(Collected data)
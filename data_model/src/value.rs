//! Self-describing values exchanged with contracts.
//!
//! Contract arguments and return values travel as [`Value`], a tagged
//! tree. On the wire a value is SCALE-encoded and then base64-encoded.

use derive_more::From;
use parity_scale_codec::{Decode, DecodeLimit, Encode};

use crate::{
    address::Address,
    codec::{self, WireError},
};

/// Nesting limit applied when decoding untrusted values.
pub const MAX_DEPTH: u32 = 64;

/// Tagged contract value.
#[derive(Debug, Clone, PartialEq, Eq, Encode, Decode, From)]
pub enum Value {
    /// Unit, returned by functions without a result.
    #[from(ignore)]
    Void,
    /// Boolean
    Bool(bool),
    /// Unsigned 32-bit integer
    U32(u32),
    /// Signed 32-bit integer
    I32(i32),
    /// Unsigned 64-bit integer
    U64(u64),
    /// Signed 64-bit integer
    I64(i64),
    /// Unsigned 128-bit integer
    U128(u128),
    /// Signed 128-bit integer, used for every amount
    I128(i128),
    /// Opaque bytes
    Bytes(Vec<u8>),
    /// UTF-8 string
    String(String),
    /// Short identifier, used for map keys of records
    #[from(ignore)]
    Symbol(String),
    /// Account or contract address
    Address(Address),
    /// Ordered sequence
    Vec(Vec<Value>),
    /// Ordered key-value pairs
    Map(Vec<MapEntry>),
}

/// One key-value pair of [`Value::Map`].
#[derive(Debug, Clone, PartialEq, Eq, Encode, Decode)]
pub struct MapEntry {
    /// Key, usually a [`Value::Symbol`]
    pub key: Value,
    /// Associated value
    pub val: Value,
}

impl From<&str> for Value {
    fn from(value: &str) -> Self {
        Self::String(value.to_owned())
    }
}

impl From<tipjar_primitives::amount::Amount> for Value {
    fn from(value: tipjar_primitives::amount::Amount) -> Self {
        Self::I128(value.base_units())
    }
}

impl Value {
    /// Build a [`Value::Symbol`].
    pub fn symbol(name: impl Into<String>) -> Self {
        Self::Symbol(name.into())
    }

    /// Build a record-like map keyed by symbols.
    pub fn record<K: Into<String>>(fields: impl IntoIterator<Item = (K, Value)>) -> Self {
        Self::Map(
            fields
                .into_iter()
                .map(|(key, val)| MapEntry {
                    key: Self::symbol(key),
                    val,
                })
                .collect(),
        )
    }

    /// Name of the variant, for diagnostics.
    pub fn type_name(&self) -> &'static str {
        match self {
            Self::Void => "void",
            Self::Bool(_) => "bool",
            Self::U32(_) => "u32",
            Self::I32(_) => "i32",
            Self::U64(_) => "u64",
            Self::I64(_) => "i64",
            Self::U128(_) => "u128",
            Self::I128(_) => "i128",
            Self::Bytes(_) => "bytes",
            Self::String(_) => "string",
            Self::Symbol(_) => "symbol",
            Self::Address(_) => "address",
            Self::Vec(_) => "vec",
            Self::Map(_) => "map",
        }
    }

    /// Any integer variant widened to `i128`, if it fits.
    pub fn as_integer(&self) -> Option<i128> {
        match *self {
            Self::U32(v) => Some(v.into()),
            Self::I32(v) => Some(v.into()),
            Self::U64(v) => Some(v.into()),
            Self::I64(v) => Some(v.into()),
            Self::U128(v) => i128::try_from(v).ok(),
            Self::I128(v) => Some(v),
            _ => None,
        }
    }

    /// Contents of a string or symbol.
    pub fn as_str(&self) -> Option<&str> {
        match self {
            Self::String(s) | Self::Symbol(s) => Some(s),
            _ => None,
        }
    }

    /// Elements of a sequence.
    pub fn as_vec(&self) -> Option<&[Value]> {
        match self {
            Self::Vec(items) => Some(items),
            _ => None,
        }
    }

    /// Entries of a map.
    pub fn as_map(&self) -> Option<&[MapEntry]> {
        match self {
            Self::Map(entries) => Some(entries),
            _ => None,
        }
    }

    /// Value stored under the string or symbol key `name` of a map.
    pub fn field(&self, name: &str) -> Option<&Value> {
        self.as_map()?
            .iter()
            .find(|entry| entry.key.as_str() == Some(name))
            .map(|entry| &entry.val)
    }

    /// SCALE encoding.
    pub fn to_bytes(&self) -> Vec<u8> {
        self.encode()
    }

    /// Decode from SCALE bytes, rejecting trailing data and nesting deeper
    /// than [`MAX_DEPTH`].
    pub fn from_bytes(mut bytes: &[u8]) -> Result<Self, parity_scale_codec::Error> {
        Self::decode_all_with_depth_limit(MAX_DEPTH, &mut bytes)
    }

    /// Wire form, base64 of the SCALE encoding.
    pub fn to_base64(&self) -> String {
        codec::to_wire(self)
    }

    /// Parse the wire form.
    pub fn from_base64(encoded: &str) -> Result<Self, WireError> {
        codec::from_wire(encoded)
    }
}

(Exercise objective)
Search the data above for "Ordered" and copy every line where it turns up.

(Solution for this task)
    /// Ordered sequence
    /// Ordered key-value pairs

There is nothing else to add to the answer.